Pourtant, il y a cinquante ans, des hauteurs de la commune, dans le ventre de la Villa Nellcôte, un monument de l’histoire du Rock’n roll s’apprêtait à voir le jour. Pendant neuf mois, les Rolling Stones, emblème du terrible triptyque « sexe, drogue et Rock’n roll », allaient composer et enregistrer, dans un chaos sans précédent, ce que de nombreux fans et exégètes considèrent comme le plus grand album de la bande des « Glimmer twins » : Exile on Main Street.

Villefranche-sur-Mer, berceau d'Exile on main street, l’album le plus américain d’un groupe anglais

À l’écoute des 18 titres de l’unique double album de la discographie des Stones, Exile on Main street semble directement sorti des plus grands studios américains (de tous les plus grands studios américains). Exile on Main street est le syncrétisme des sons de la Stax à Memphis, de Chess Records à Chicago, de la Motown à Detroit, des lieux emblématiques de la Country tel le Grand Ole Orpy de Nashville et des juke joints les plus délabrés du Mississippi. Lors de sa sortie, le 12 mai 1972, aucune autre production musicale n’avait autant compilé l’âme de la musique US.

Il faut, cependant, rappeler que les Stones sont de purs produits anglais, et « so british » en ce qui concerne Charlie Watts (batterie) et Bill Wyman (basse). De surcroît, ce morceau de la grande épopée du rock est né en Provence, au milieu des citronniers, des vignes et des oliveraies, au pays de la socca, du Pan bagnat, de la Tropézienne… Pas le moindre champ de coton à l’horizon, point de route interminable traversant des déserts sans fin, aucun mage pratiquant le vaudou (oui, je sais, on a les vaudois, mais c’est une « notre » histoire).

© Dominique Tarlé / la Galerie de l'Instant

Pourquoi Villefranche-sur-Mer ? Pourquoi le sud de la France ?

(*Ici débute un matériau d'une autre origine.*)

//! JSON content handling.
//!
//! [`App::new`](crate::App::new) installs these as the app's default parser,
//! formatter and error handler, so a plain app speaks `application/json`
//! in both directions and reports failures as `{"message": …}` objects.

use std::collections::BTreeMap;
use std::sync::Arc;

use bytes::Bytes;
use http::StatusCode;
use serde::Serialize;
use serde_json::ser::{PrettyFormatter, Serializer};
use serde_json::{Value, json};
use tracing::error;

use crate::content::{ErrorHandler, Formatter, Parser};
use crate::error::{Error, ErrorKind, HttpError, Result};
use crate::response::Response;

pub const MIME: &str = "application/json";

/// Serializes `value`, pretty-printed with `indent` spaces when given.
pub fn serialize(value: &Value, indent: Option<usize>) -> Result<Bytes> {
    let Some(width) = indent else {
        return Ok(serde_json::to_vec(value)?.into());
    };
    let pad = " ".repeat(width);
    let mut out = Vec::new();
    let mut ser = Serializer::with_formatter(&mut out, PrettyFormatter::with_indent(pad.as_bytes()));
    value.serialize(&mut ser)?;
    Ok(out.into())
}

/// Parses a request body. An empty body reads as an empty object.
///
/// Only UTF-8 is accepted; a body in another declared charset, or one that
/// isn't valid UTF-8, is a 400.
pub fn deserialize(body: &[u8], options: &BTreeMap<String, String>) -> Result<Value> {
    let charset_ok = options
        .get("charset")
        .is_none_or(|c| c.eq_ignore_ascii_case("utf-8") || c.eq_ignore_ascii_case("utf8"));
    let text = match std::str::from_utf8(body) {
        Ok(text) if charset_ok => text,
        _ => return Err(Error::bad_request("Cannot decode request data")),
    };
    if text.trim().is_empty() {
        return Ok(Value::Object(Default::default()));
    }
    serde_json::from_str(text).map_err(|e| Error::bad_request(format!("Can't parse request data {e}")))
}

/// Renders an error as a JSON response.
///
/// Errors with an HTTP rendition keep their status and headers; the rest are
/// logged and reported as a bare 500.
pub fn error_response(err: Error, indent: Option<usize>) -> Result<Response> {
    let (status, headers, message) = match err.to_http() {
        Some(HttpError { status, description, headers }) => (status, headers, description),
        None => {
            error!(error = %err, "unhandled error");
            (StatusCode::INTERNAL_SERVER_ERROR, Default::default(), "internal error".to_owned())
        }
    };
    Ok(Response::builder()
        .status(status)
        .headers(headers)
        .bytes(MIME, serialize(&json!({ "message": message }), indent)?))
}

/// Registers the JSON parser and formatter as defaults, and the JSON error
/// responder for every error kind.
pub(crate) fn install(
    parser: &mut Parser,
    formatter: &mut Formatter,
    errors: &mut ErrorHandler,
    indent: Option<usize>,
) {
    parser.insert(MIME, Arc::new(deserialize), true);
    formatter.insert(MIME, Arc::new(move |v: &Value| serialize(v, indent)), true);
    errors.register(ErrorKind::Any, move |e| error_response(e, indent));
}

#[cfg(test)]
mod tests {
    use super::*;

    fn no_opts() -> BTreeMap<String, String> { BTreeMap::new() }

    #[test]
    fn empty_body_is_empty_object() {
        assert_eq!(deserialize(b"", &no_opts()).unwrap(), json!({}));
        assert_eq!(deserialize(b"  \n", &no_opts()).unwrap(), json!({}));
    }

    #[test]
    fn bad_json_is_bad_request() {
        let err = deserialize(b"{nope", &no_opts()).unwrap_err();
        let http = err.to_http().unwrap();
        assert_eq!(http.status, StatusCode::BAD_REQUEST);
        assert!(http.description.starts_with("Can't parse request data"));
    }

    #[test]
    fn foreign_charset_cannot_be_decoded() {
        let opts = BTreeMap::from([("charset".to_owned(), "latin-1".to_owned())]);
        let err = deserialize(b"{}", &opts).unwrap_err();
        assert_eq!(err.to_http().unwrap().description, "Cannot decode request data");
        assert!(deserialize(&[0xff, 0xfe], &no_opts()).is_err());
    }

    #[test]
    fn indent_pretty_prints() {
        let out = serialize(&json!({"a": 1}), Some(2)).unwrap();
        assert_eq!(out, Bytes::from("{\n  \"a\": 1\n}"));
        assert_eq!(serialize(&json!({"a": 1}), None).unwrap(), Bytes::from("{\"a\":1}"));
    }

    #[test]
    fn internal_errors_hide_details() {
        let res = error_response(anyhow::anyhow!("db exploded").into(), None).unwrap();
        assert_eq!(res.status_code(), StatusCode::INTERNAL_SERVER_ERROR);
        assert_eq!(res.json_body().unwrap(), json!({"message": "internal error"}));
    }

    #[test]
    fn http_errors_keep_headers() {
        let res = error_response(HttpError::method_not_allowed(["GET"]).into(), None).unwrap();
        assert_eq!(res.status_code(), StatusCode::METHOD_NOT_ALLOWED);
        assert_eq!(res.header("allow"), Some("GET"));
        assert_eq!(res.header("content-type"), Some(MIME));
    }
}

Le fisc britannique est aux trousses des rockers. Il y a eu des négligences déclaratives (la phobie administrative existe aussi chez les Rock-stars, c’est un classique.). Les Stones doivent donc régulariser leur situation. Ils découvrent alors (phobie administrative oblige) que la taxe s’élève à 93 % de leur revenu. L’exil fiscal est un réflexe de survie. Charlie Watts et Bill Wyman se résignent à la fuite, à contre-cœur, trop attachés à la culture britannique, à la Bird’s Custard, au Branston Pickle, au Picalilli ou à leurs marques de thé préférées, introuvables en France. Mick Jagger et Keith Richards, quant à eux, sont inquiets à propos des conséquences sur leurs affaires. Quitter le royaume pour des raisons fiscales pourrait avoir un impact négatif sur leur fan base. La presse anglaise crie au scandale en dénonçant « the Exile » financier (vous voyez le jeu de mot avec le titre de l’album ?).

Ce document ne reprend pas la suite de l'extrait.